'''
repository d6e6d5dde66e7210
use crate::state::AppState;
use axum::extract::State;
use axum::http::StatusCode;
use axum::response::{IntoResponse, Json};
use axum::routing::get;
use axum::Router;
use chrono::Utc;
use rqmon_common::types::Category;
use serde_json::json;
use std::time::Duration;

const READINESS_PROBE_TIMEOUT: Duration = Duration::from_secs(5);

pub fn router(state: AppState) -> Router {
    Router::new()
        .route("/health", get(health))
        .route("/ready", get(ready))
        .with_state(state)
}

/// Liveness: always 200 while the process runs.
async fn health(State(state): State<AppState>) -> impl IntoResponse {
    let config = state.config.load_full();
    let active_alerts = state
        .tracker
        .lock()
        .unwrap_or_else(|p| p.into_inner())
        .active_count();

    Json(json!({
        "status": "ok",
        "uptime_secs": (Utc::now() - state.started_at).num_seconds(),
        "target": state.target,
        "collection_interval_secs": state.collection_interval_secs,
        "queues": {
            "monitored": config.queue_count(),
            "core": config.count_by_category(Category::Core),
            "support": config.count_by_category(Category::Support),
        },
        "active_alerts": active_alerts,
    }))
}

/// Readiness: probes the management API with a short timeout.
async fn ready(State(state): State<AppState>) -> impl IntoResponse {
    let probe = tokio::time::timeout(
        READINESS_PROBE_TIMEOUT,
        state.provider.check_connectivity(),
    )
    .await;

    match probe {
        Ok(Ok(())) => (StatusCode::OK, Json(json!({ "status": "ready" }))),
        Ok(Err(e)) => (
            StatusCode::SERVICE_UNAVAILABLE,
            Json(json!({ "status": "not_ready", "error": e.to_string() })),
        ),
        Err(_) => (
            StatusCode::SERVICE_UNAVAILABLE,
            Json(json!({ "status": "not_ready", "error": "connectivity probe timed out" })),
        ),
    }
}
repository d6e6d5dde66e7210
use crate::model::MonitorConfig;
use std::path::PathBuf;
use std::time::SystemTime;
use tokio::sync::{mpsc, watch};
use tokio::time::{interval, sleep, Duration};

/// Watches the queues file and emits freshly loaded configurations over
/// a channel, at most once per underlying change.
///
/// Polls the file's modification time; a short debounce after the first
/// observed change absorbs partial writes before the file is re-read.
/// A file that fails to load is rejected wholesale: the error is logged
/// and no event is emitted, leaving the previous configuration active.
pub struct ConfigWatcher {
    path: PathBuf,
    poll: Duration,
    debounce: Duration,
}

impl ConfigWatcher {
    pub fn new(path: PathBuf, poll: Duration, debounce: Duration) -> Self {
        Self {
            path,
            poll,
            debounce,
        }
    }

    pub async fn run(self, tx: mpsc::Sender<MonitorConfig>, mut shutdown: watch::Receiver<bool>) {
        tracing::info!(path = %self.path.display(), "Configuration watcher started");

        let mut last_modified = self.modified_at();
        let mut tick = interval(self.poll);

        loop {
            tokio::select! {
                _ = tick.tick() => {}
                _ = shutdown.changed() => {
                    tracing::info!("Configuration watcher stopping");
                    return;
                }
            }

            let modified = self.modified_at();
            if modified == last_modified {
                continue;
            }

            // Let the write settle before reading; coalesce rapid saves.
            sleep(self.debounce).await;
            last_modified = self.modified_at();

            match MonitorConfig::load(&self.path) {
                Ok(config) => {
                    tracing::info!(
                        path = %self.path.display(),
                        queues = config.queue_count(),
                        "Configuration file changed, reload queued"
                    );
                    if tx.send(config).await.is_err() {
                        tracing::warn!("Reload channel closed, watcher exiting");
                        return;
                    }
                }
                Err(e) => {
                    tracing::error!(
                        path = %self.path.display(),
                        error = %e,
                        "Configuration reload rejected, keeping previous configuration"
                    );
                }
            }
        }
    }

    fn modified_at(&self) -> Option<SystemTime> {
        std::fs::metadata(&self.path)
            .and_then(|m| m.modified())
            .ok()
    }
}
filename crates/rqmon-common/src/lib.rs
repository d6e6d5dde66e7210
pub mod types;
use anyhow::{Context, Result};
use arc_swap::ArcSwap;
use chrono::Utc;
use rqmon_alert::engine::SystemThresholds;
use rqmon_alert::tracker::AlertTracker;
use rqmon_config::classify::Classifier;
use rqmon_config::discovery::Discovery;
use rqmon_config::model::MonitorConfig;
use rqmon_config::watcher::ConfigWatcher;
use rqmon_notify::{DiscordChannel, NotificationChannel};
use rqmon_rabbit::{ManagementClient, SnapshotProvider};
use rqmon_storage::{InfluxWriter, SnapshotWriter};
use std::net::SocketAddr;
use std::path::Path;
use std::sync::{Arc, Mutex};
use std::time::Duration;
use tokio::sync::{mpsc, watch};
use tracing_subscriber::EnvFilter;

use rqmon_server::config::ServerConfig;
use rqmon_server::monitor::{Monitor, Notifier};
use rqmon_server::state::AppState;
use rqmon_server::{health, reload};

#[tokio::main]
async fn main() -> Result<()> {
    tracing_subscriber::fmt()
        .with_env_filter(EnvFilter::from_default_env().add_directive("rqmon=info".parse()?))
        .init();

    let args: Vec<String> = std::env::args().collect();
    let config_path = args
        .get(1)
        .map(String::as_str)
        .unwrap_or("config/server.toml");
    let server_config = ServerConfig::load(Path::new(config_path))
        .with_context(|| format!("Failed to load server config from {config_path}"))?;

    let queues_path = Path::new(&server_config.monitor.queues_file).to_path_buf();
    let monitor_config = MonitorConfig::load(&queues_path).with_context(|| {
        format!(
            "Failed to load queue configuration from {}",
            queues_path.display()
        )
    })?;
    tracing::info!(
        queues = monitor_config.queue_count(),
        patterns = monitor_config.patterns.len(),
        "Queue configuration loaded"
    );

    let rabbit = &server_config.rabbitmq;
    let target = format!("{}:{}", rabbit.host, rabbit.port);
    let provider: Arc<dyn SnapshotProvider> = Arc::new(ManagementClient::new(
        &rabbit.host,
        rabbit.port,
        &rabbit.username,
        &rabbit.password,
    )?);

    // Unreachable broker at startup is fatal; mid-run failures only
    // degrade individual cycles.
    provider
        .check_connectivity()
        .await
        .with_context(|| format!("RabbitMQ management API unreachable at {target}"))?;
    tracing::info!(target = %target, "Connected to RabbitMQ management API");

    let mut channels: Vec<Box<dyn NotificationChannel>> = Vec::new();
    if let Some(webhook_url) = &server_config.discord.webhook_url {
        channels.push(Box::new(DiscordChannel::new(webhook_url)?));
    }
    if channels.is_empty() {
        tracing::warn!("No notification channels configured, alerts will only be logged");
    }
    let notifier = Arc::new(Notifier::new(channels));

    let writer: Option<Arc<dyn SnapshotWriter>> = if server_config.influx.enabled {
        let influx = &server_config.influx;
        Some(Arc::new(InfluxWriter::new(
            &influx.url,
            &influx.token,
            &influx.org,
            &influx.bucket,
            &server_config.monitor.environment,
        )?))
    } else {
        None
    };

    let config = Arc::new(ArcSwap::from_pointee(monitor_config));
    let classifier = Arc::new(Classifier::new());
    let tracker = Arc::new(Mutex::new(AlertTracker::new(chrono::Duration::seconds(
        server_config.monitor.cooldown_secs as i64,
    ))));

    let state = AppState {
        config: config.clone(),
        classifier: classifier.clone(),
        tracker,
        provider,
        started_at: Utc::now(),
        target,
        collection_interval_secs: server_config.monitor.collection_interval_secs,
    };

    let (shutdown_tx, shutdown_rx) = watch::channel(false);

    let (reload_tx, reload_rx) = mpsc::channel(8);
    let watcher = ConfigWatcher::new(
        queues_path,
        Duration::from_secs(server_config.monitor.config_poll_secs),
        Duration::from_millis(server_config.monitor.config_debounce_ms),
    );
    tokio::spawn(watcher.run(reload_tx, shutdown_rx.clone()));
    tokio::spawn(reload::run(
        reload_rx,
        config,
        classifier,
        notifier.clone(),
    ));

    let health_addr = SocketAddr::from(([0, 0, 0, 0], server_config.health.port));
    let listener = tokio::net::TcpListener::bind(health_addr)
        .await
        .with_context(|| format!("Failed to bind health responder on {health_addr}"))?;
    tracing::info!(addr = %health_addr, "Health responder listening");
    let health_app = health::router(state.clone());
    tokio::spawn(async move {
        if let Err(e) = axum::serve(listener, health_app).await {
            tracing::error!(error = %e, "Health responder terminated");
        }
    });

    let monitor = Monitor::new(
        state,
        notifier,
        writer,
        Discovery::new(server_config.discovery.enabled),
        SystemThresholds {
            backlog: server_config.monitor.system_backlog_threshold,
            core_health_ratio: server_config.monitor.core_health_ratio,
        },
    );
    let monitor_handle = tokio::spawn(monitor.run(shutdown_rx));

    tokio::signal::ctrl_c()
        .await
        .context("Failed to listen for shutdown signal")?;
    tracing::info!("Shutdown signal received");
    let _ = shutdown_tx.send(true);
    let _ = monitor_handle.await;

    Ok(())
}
'''
• **Your assignment**: Filter the records down to the lines containing the word "enabled", and copy those.

• **Answer to this task**:
    let writer: Option<Arc<dyn SnapshotWriter>> = if server_config.influx.enabled {
        Discovery::new(server_config.discovery.enabled),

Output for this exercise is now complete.